What did I do with those watches, I wonder?
Wore them.
Well. But each of them with an alarm of its own, as well.
What I normally did was set the alarms so that each one of the watches would ring at a different hour.
I did that for some time. All day long, every hour, a different watch would ring.
In the evening I would set all fourteen of them all over again. Except that in that case I would set them to ring simultaneously.
This was before I had learned to depend upon the dawn, doubtless.
They rarely did that anyway. Ring simultaneously, I mean.
Even when that appeared to be the case, one learned to wait for those which had not started ringing yet.
When I say they rang, I mean that they buzzed, more truthfully.
In a town called Corinth, in Mississippi, which is not near the Mississippi River, parking a car on a small bridge I divested myself of the watches.
I believe Corinth. I would need an atlas, to reassure myself.
Actually, there is an atlas in this house. Somewhere. Perhaps in one of the rooms I have stopped going into.
For an entire day I sat in the car and waited for each watch to ring in its turn.
And then dropped each as it did so into the water. Whatever body of water that may have been.
One or two did not ring. What I did was reset them and sleep in the car and then get rid of those when they rang for morning.
Still ringing like all of the rest when I discarded them.
To tell the truth, I did that in a town somewhere in Pennsylvania. The name of the town was Lititz, Pennsylvania.

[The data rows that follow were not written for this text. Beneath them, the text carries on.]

// Prompts for the four text-generation calls.
// Reuses cross-cutting fragments from llm_client::prompts.

use crate::llm_client::prompts::{NO_INVENTION_INSTRUCTION, RESUME_JSON_SHAPE};

pub const STRUCTURE_ROLE: &str = "You are a resume parser. Extract structured information \
    from resume text exactly as written.";

pub const ANALYZE_ROLE: &str = "You are a job description analyst. Extract the information \
    an applicant tracking system would screen for.";

pub const TAILOR_ROLE: &str = "You are an expert ATS-optimized resume writer.";

pub const BULLETS_ROLE: &str = "You are a resume writing expert. You turn project facts into \
    concise, impactful resume bullet points.";

/// Replace `{resume_text}` before sending.
pub fn structure_prompt(resume_text: &str) -> String {
    format!(
        r#"Parse this resume into JSON with this exact structure:
{RESUME_JSON_SHAPE},
  "sectionOrder": ["summary","education","experience","skills","projects","certifications","achievements"],
  "style": "single-column"
}}

Rules:
- Only include sections that exist in the resume; use an empty array or empty string otherwise.
- sectionOrder lists the sections in the order they appear in the original text.
- Copy dates exactly as written.

RESUME:
{resume_text}"#
    )
}

pub fn analyze_prompt(job_text: &str) -> String {
    format!(
        r#"Analyze this job description and return JSON with this exact structure:
{{
  "roleTitle": "the job title",
  "requiredSkills": ["..."],
  "preferredSkills": ["..."],
  "keywords": ["ATS-relevant keywords and phrases"],
  "responsibilities": ["key responsibilities"],
  "experienceLevel": "entry/mid/senior",
  "industry": "industry name"
}}

JOB DESCRIPTION:
{job_text}"#
    )
}

pub fn tailor_prompt(base: &str, projects: &str, analysis: &str, structure: &str) -> String {
    format!(
        r#"Generate a tailored resume that:
1. Preserves the original section order given in TEMPLATE STRUCTURE.
2. Optimizes wording for the job's keywords and required skills.
3. Uses strong action verbs and quantifies impact where the source does.
4. Prioritizes the most relevant projects and skills for the target role.
5. Stays ATS-friendly: no tables, no icons, standard headings.

{NO_INVENTION_INSTRUCTION}

Return JSON with this exact structure:
{RESUME_JSON_SHAPE},
  "atsScore": 85
}}
atsScore is your 0-100 estimate of how well the tailored resume matches the job.

ORIGINAL RESUME CONTENT:
{base}

AVAILABLE PROJECTS:
{projects}

JOB ANALYSIS:
{analysis}

TEMPLATE STRUCTURE:
{structure}"#
    )
}

pub fn bullets_prompt(
    title: &str,
    tech_stack: &str,
    about: &str,
    stars: u32,
    forks: u32,
) -> String {
    format!(
        r#"Write 2-4 resume bullet points for this project. Each bullet starts with a strong
action verb, names the technology used, quantifies impact where the facts allow, and fits
on one line.

{NO_INVENTION_INSTRUCTION}

Return JSON: {{"bullets": ["...", "..."], "description": "one-line project description"}}

Title: {title}
Tech Stack: {tech_stack}
Description/README: {about}
Stars: {stars}, Forks: {forks}"#
    )
}

#[cfg(test)]
mod tests {
    use super::*;

    #[test]
    fn test_structure_prompt_is_valid_shape_and_embeds_text() {
        let prompt = structure_prompt("Jane Doe\nRust engineer");
        assert!(prompt.contains("\"sectionOrder\""));
        assert!(prompt.ends_with("Jane Doe\nRust engineer"));
    }

    #[test]
    fn test_bullets_prompt_lists_facts() {
        let prompt = bullets_prompt("vitae", "Rust, SQL", "N/A", 12, 3);
        assert!(prompt.contains("Title: vitae"));
        assert!(prompt.contains("Stars: 12, Forks: 3"));
    }
}
use serde::Serialize;

use crate::document::SectionId;

/// Format-agnostic rendering unit. Both backends are driven from the same
/// block sequence, so they cannot disagree on structure.
#[derive(Debug, Clone, PartialEq, Eq, Serialize)]
#[serde(tag = "kind", content = "value", rename_all = "snake_case")]
pub enum Block {
    /// Section heading. Backends apply their own casing and emphasis.
    Heading(String),
    /// Body text.
    Paragraph(String),
    /// Bold entry line such as `Role — Company` or an institution name.
    KeyValueLine(String),
    BulletList(Vec<String>),
}

/// Blocks for one rendered section, heading first.
#[derive(Debug, Clone, PartialEq, Eq, Serialize)]
pub struct SectionBlocks {
    pub section: SectionId,
    pub blocks: Vec<Block>,
}
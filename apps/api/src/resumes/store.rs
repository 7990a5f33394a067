use aws_sdk_s3::primitives::ByteStream;
use sqlx::types::Json;
use sqlx::PgPool;
use tracing::info;
use uuid::Uuid;

use crate::document::{ResumeContent, TemplateStructure};
use crate::errors::AppError;
use crate::models::resume::{ResumeRow, ResumeSummaryRow};

pub struct NewResume<'a> {
    pub id: Uuid,
    pub user_id: Uuid,
    pub title: &'a str,
    pub original_file_name: &'a str,
    pub s3_key: &'a str,
    pub raw_text: &'a str,
    pub content: &'a ResumeContent,
    pub template: &'a TemplateStructure,
}

/// `resumes/{user_id}/{resume_id}/{file}`; path separators in the file name
/// are flattened.
pub fn source_key(user_id: Uuid, resume_id: Uuid, file_name: &str) -> String {
    let file = file_name.replace(['/', '\\'], "_");
    format!("resumes/{user_id}/{resume_id}/{file}")
}

pub async fn upload_source(
    s3: &aws_sdk_s3::Client,
    bucket: &str,
    key: &str,
    bytes: Vec<u8>,
    content_type: &str,
) -> Result<(), AppError> {
    s3.put_object()
        .bucket(bucket)
        .key(key)
        .body(ByteStream::from(bytes))
        .content_type(content_type)
        .send()
        .await
        .map_err(|e| AppError::Storage(format!("S3 upload failed: {e}")))?;
    info!("Uploaded resume source to s3://{bucket}/{key}");
    Ok(())
}

pub async fn insert(pool: &PgPool, resume: NewResume<'_>) -> Result<ResumeRow, AppError> {
    let row = sqlx::query_as::<_, ResumeRow>(
        r#"
        INSERT INTO resumes
            (id, user_id, title, original_file_name, s3_key, raw_text, content, template)
        VALUES ($1, $2, $3, $4, $5, $6, $7, $8)
        RETURNING *
        "#,
    )
    .bind(resume.id)
    .bind(resume.user_id)
    .bind(resume.title)
    .bind(resume.original_file_name)
    .bind(resume.s3_key)
    .bind(resume.raw_text)
    .bind(Json(resume.content))
    .bind(Json(resume.template))
    .fetch_one(pool)
    .await?;
    Ok(row)
}

pub async fn list(pool: &PgPool, user_id: Uuid) -> Result<Vec<ResumeSummaryRow>, AppError> {
    Ok(sqlx::query_as::<_, ResumeSummaryRow>(
        r#"
        SELECT id, title, original_file_name, template, created_at
        FROM resumes
        WHERE user_id = $1
        ORDER BY created_at DESC
        "#,
    )
    .bind(user_id)
    .fetch_all(pool)
    .await?)
}

pub async fn find(pool: &PgPool, user_id: Uuid, id: Uuid) -> Result<ResumeRow, AppError> {
    sqlx::query_as::<_, ResumeRow>("SELECT * FROM resumes WHERE id = $1 AND user_id = $2")
        .bind(id)
        .bind(user_id)
        .fetch_optional(pool)
        .await?
        .ok_or_else(|| AppError::NotFound(format!("Resume {id} not found")))
}

pub async fn delete(pool: &PgPool, user_id: Uuid, id: Uuid) -> Result<(), AppError> {
    let result = sqlx::query("DELETE FROM resumes WHERE id = $1 AND user_id = $2")
        .bind(id)
        .bind(user_id)
        .execute(pool)
        .await?;
    if result.rows_affected() == 0 {
        return Err(AppError::NotFound(format!("Resume {id} not found")));
    }
    Ok(())
}

#[cfg(test)]
mod tests {
    use super::*;

    #[test]
    fn test_source_key_layout() {
        let user = Uuid::nil();
        let resume = Uuid::from_u128(1);
        assert_eq!(
            source_key(user, resume, "../cv.pdf"),
            format!("resumes/{user}/{resume}/.._cv.pdf")
        );
    }
}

All of this was some time before I rolled the tennis balls down the Spanish Steps in Rome, by the way.
I make the connection between getting rid of the watches and rolling the tennis balls down the Spanish Steps because I am positive that getting rid of the watches also occurred before I saw the cat, which was likewise in Rome.
When I say that I saw a cat I mean that I believed I saw one, naturally.
And the reason I am positive that this happened in Rome is because it happened at the Colosseum, which is indisputably in that city.
Where I believed I saw the cat was at one of the archways in the Colosseum, quite far up.
How I felt. In the midst of all that looking.
And so went scurrying to a supermarket for canned cat food.
As quickly as I realized I could not locate the cat again, that would have been.
And then every morning for a week, opened cans by the carton and went about setting them out on the stone seats.
As many cans as there must have been Romans watching the Christians, practically.
But next speculated that the cat might possibly reappear only at night, being frightened, and so rigged up yet another generator and floodlights, even.
Though of course I had no way of telling if the cat had nibbled at any of the food behind my back, since most of the cans had not seemed quite full to begin with.
Still, I felt that to be unquestionably worth checking on, several times each day.
What I named the cat was Nero.
Here, Nero, I would call.
Well, I suspect I may have tried Julius Caesar and Herodotus and Pontius Pilate at various moments, also.
Herodotus may have been a waste of time with a cat in Rome, now that I think about it.
Doubtless the cans are still there in either case, lined up across all of those seats.
Rains would have emptied them completely by now, assuredly.
Doubtless there was no cat at the Colosseum.